A boozy, bitter pathologist becomes a most unwilling detective when he uncovers a baby-trafficking scheme in Dublin in the 1950s.
The hero of this enjoyable crime novel from Black (the pseudonym of Man Booker–winner John Banville: The Sea, 2005) is Dr. Quirke, an oversized smoker with no illusions about himself or the bodies he carves up in the basement of Holy Family Hospital. Though he’s a widower—Quirke’s Boston-born wife Delia Crawford died during childbirth—he is not alone. Delia’s sister Sarah married Quirke’s obstetrics colleague Malachy Griffin, and Quirke is very fond of their daughter Phoebe. Quirke was reared as Malachy’s brother after being rescued from a dreadful orphanage by Malachy’s father, now a chief justice and a freshly minted papal count. Quirke was, oddly enough, the favored child in the family, but Malachy won the sister that Quirke really loved. The complex family relationships, including the torches Sarah and Quirke still carry for each other, muddle matters when Quirke finds that Malachy has falsified the death record of Christine Falls, a young woman who delivered a child, now vanished, before dying.

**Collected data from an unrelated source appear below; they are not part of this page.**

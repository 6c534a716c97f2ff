//! The geometry of color confusion.
//!
//! A color-vision deficiency collapses colors along characteristic confusion
//! lines. Calibration for an individual observer yields an [`Ellipse`] in the
//! `u, v` plane of LUV that bounds the colors the observer cannot tell apart
//! from its center. Extruding that ellipse along lightness by half a
//! [`LuminanceBand`] gives an ellipsoid. A [`ConfusionModel`] centers that
//! ellipsoid on one color and measures how far another color lies relative to
//! its boundary.

#[cfg(feature = "pyffi")]
use pyo3::prelude::*;

use crate::core::Accumulator;
use crate::error::GeometryError;
use crate::Float;

/// A confusion ellipse in the `u, v` plane.
///
/// The ellipse is fitted externally, typically by least squares over
/// calibration points, and is immutable thereafter. Its `width` and `height`
/// are the semi-axes and `phi` is the orientation in radians.
#[cfg_attr(
    feature = "pyffi",
    pyclass(eq, frozen, module = "chromashift")
)]
#[derive(Clone, Copy, Debug, PartialEq)]
pub struct Ellipse {
    center: [Float; 2],
    width: Float,
    height: Float,
    phi: Float,
}

#[cfg_attr(feature = "pyffi", pymethods)]
impl Ellipse {
    /// Create a new ellipse.
    #[cfg(feature = "pyffi")]
    #[new]
    pub const fn new(center: [Float; 2], width: Float, height: Float, phi: Float) -> Self {
        Self {
            center,
            width,
            height,
            phi,
        }
    }

    /// Create a new ellipse.
    #[cfg(not(feature = "pyffi"))]
    pub const fn new(center: [Float; 2], width: Float, height: Float, phi: Float) -> Self {
        Self {
            center,
            width,
            height,
            phi,
        }
    }

    /// Get the center.
    pub const fn center(&self) -> [Float; 2] {
        self.center
    }

    /// Get the semi-axis along the rotated `u` axis.
    pub const fn width(&self) -> Float {
        self.width
    }

    /// Get the semi-axis along the rotated `v` axis.
    pub const fn height(&self) -> Float {
        self.height
    }

    /// Get the orientation in radians.
    pub const fn phi(&self) -> Float {
        self.phi
    }

    /// Create a debug representation. <i class=python-only>Python only!</i>
    #[cfg(feature = "pyffi")]
    pub fn __repr__(&self) -> String {
        format!("{:?}", self)
    }
}

/// A band of lightness values.
///
/// Only its half-span matters for scoring. It determines the ellipsoid's
/// extent along lightness as well as the lightness gap beyond which two colors
/// are trivially distinguishable.
#[cfg_attr(
    feature = "pyffi",
    pyclass(eq, frozen, module = "chromashift")
)]
#[derive(Clone, Copy, Debug, PartialEq)]
pub struct LuminanceBand {
    top: Float,
    bottom: Float,
}

#[cfg_attr(feature = "pyffi", pymethods)]
impl LuminanceBand {
    /// Create a new luminance band.
    #[cfg(feature = "pyffi")]
    #[new]
    pub const fn new(top: Float, bottom: Float) -> Self {
        Self { top, bottom }
    }

    /// Create a new luminance band.
    #[cfg(not(feature = "pyffi"))]
    pub const fn new(top: Float, bottom: Float) -> Self {
        Self { top, bottom }
    }

    /// Get the top.
    pub const fn top(&self) -> Float {
        self.top
    }

    /// Get the bottom.
    pub const fn bottom(&self) -> Float {
        self.bottom
    }

    /// Get half the distance between top and bottom.
    pub fn half_span(&self) -> Float {
        (self.top - self.bottom) / 2.0
    }

    /// Create a debug representation. <i class=python-only>Python only!</i>
    #[cfg(feature = "pyffi")]
    pub fn __repr__(&self) -> String {
        format!("{:?}", self)
    }
}

// ====================================================================================================================

/// A validated confusion geometry for scoring pairs of `[L, u, v]` colors.
#[derive(Clone, Debug)]
pub struct ConfusionModel {
    ellipse: Ellipse,
    confusion_point: [Float; 2],
    band: LuminanceBand,
    half_span: Float,
    cos: Float,
    sin: Float,
}

impl ConfusionModel {
    /// Create a new confusion model.
    ///
    /// This method validates the geometry, rejecting non-finite centers and
    /// orientations, non-positive or non-finite semi-axes, and luminance
    /// bands without extent.
    pub fn new(
        ellipse: Ellipse,
        confusion_point: [Float; 2],
        band: LuminanceBand,
    ) -> Result<Self, GeometryError> {
        if !ellipse.center.iter().all(|c| c.is_finite()) {
            return Err(GeometryError::NonFiniteCenter);
        } else if !ellipse.width.is_finite() || ellipse.width <= 0.0 {
            return Err(GeometryError::InvalidWidth);
        } else if !ellipse.height.is_finite() || ellipse.height <= 0.0 {
            return Err(GeometryError::InvalidHeight);
        } else if !ellipse.phi.is_finite() {
            return Err(GeometryError::NonFiniteOrientation);
        }

        let half_span = band.half_span();
        if !half_span.is_finite() || half_span <= 0.0 {
            return Err(GeometryError::EmptyLuminanceBand);
        }

        let angle = std::f64::consts::FRAC_PI_2 as Float - ellipse.phi;
        Ok(Self {
            ellipse,
            confusion_point,
            band,
            half_span,
            cos: angle.cos(),
            sin: angle.sin(),
        })
    }

    /// Get the ellipse.
    pub fn ellipse(&self) -> &Ellipse {
        &self.ellipse
    }

    /// Get the confusion point.
    pub fn confusion_point(&self) -> [Float; 2] {
        self.confusion_point
    }

    /// Get the luminance band.
    pub fn band(&self) -> &LuminanceBand {
        &self.band
    }

    /// Translate the second color into a frame centered on the first color,
    /// with `u, v` rotated to the ellipse's axes.
    fn translate(&self, origin: &[Float; 3], color: &[Float; 3]) -> [Float; 3] {
        let dl = color[0] - origin[0];
        let du = color[1] - origin[1];
        let dv = color[2] - origin[2];

        [
            dl,
            du * self.cos - dv * self.sin,
            du * self.sin + dv * self.cos,
        ]
    }

    /// Score how distinguishable the second color is from the first.
    ///
    /// If the two colors' lightness differs by more than the band's half-span,
    /// the score is that gap divided by the half-span. Otherwise, the score is
    /// the distance to the second color divided by the distance to the
    /// confusion ellipsoid's boundary in the same direction. Either way, a
    /// score below one means confusable, a score of one or more means
    /// distinguishable, and identical colors score zero.
    pub fn differentiation(&self, color1: &[Float; 3], color2: &[Float; 3]) -> Float {
        let gap = (color1[0] - color2[0]).abs();
        if gap > self.half_span {
            return gap / self.half_span;
        }

        let [l, u, v] = self.translate(color1, color2);
        if l == 0.0 && u == 0.0 && v == 0.0 {
            return 0.0;
        }

        let (a, b, c) = (self.ellipse.width, self.ellipse.height, self.half_span);
        let t = 1.0 / ((u * u) / (a * a) + (v * v) / (b * b) + (l * l) / (c * c)).sqrt();

        let distance = (l * l + u * u + v * v).sqrt();
        let (bl, bu, bv) = (t * l, t * u, t * v);
        let boundary = (bl * bl + bu * bu + bv * bv).sqrt();

        distance / boundary
    }

    /// Determine whether the color is distinguishable from every other color,
    /// i.e., scores strictly above one. This holds trivially for no others.
    pub fn differentiation_all<'c, C>(&self, color: &[Float; 3], others: C) -> bool
    where
        C: IntoIterator<Item = &'c [Float; 3]>,
    {
        others
            .into_iter()
            .all(|other| self.differentiation(color, other) > 1.0)
    }

    /// Compute the mean differentiation score between the color and the
    /// others, or zero for no others.
    pub fn differentiation_mean<'c, C>(&self, color: &[Float; 3], others: C) -> Float
    where
        C: IntoIterator<Item = &'c [Float; 3]>,
    {
        others
            .into_iter()
            .map(|other| self.differentiation(color, other))
            .collect::<Accumulator>()
            .mean()
    }
}

#[cfg(test)]
mod test {
    use super::*;
    use crate::assert_close_enough;
    use crate::core::is_close;

    fn model(phi: Float) -> ConfusionModel {
        ConfusionModel::new(
            Ellipse::new([0.0, 0.0], 10.0, 5.0, phi),
            [0.0, 0.0],
            LuminanceBand::new(60.0, 40.0),
        )
        .expect("geometry is valid")
    }

    #[test]
    fn test_invalid_geometry() {
        let band = LuminanceBand::new(60.0, 40.0);
        let check = |ellipse, band| ConfusionModel::new(ellipse, [0.0, 0.0], band).err();

        assert_eq!(
            check(Ellipse::new([0.0, 0.0], 0.0, 5.0, 0.0), band),
            Some(GeometryError::InvalidWidth)
        );
        assert_eq!(
            check(Ellipse::new([0.0, 0.0], 10.0, -5.0, 0.0), band),
            Some(GeometryError::InvalidHeight)
        );
        assert_eq!(
            check(Ellipse::new([0.0, 0.0], Float::INFINITY, 5.0, 0.0), band),
            Some(GeometryError::InvalidWidth)
        );
        assert_eq!(
            check(Ellipse::new([Float::NAN, 0.0], 10.0, 5.0, 0.0), band),
            Some(GeometryError::NonFiniteCenter)
        );
        assert_eq!(
            check(Ellipse::new([0.0, 0.0], 10.0, 5.0, Float::NAN), band),
            Some(GeometryError::NonFiniteOrientation)
        );
        assert_eq!(
            check(
                Ellipse::new([0.0, 0.0], 10.0, 5.0, 0.0),
                LuminanceBand::new(40.0, 40.0)
            ),
            Some(GeometryError::EmptyLuminanceBand)
        );
    }

    #[test]
    fn test_identity() {
        let model = model(0.3);
        for color in [[0.0, 0.0, 0.0], [50.0, 12.0, -7.0], [99.0, 80.0, 80.0]] {
            assert_eq!(model.differentiation(&color, &color), 0.0);
        }
    }

    #[test]
    fn test_scenario() {
        // phi = 0 rotates by a quarter turn, so that u shifts land on height.
        let model = model(0.0);
        let a = [50.0, 0.0, 0.0];
        let b = [50.0, 3.0, 0.0];
        let c = [50.0, 12.0, 0.0];

        let ab = model.differentiation(&a, &b);
        let ac = model.differentiation(&a, &c);
        assert!(ab < 1.0, "{}", ab);
        assert!(ac > 1.0, "{}", ac);
        assert_close_enough!(ab, 0.6);
        assert_close_enough!(ac, 2.4);
    }

    #[test]
    fn test_boundary() {
        // phi = pi/2 leaves the axes unrotated.
        let model = model(std::f64::consts::FRAC_PI_2 as Float);
        let origin = [50.0, 0.0, 0.0];

        let boundary = [
            [50.0, 10.0, 0.0],
            [50.0, 0.0, -5.0],
            [60.0, 0.0, 0.0],
            [50.0 + (48.0 as Float).sqrt(), 6.0, 2.0],
        ];
        for point in boundary {
            let score = model.differentiation(&origin, &point);
            assert!(is_close(score, 1.0), "{:?} scores {}", point, score);
        }

        assert!(model.differentiation(&origin, &[50.0, 9.0, 0.0]) < 1.0);
        assert!(model.differentiation(&origin, &[52.0, 3.0, 3.0]) < 1.0);
        assert!(model.differentiation(&origin, &[50.0, 0.0, 5.5]) > 1.0);
        assert!(model.differentiation(&origin, &[55.0, 8.0, 3.0]) > 1.0);
    }

    #[test]
    fn test_boundary_is_not_distinguishable() {
        let model = model(std::f64::consts::FRAC_PI_2 as Float);
        let origin = [50.0, 0.0, 0.0];
        let boundary = [50.0, 0.0, 5.0];

        // Exactly on the boundary: confusable for edges, not acceptable as
        // a replacement.
        assert_eq!(model.differentiation(&origin, &boundary), 1.0);
        assert!(!model.differentiation_all(&origin, &[boundary]));
        assert!(model.differentiation_all(&origin, &[[50.0, 0.0, 5.001]]));
    }

    #[test]
    fn test_luminance_short_circuit() {
        let model = model(0.0);
        let score = model.differentiation(&[20.0, 0.0, 0.0], &[50.0, 0.0, 0.0]);
        assert_close_enough!(score, 3.0);

        // Way off in chroma but still the lightness gap counts.
        let score = model.differentiation(&[20.0, 0.0, 0.0], &[35.0, 90.0, 90.0]);
        assert_close_enough!(score, 1.5);
    }

    #[test]
    fn test_aggregates() {
        let model = model(0.0);
        let a = [50.0, 0.0, 0.0];
        let others = [[50.0, 12.0, 0.0], [50.0, 3.0, 0.0]];

        assert!(!model.differentiation_all(&a, &others));
        assert!(model.differentiation_all(&a, &others[..1]));
        let none: [[Float; 3]; 0] = [];
        assert!(model.differentiation_all(&a, &none));
        assert_close_enough!(model.differentiation_mean(&a, &others), 1.5);
        assert_eq!(model.differentiation_mean(&a, &none), 0.0);
    }
}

Looking into the dead woman’s past, the curious Quirke finds that she was once employed in the Griffin household, as was hard-drinking Dolly Moran, in whose house Christine died. Quirke’s inquiries bring big trouble. Dolly Moran is murdered shortly after talking to Quirke, and then Quirke himself is viciously mugged after ignoring warnings to let drop the matter of Christine Falls and the babies that vanish from a creepy local orphanage. The pathologist, who hitherto seemed interested primarily in drinking himself to death, stays on the case until it takes him back to Boston and the home of the Crawford sisters.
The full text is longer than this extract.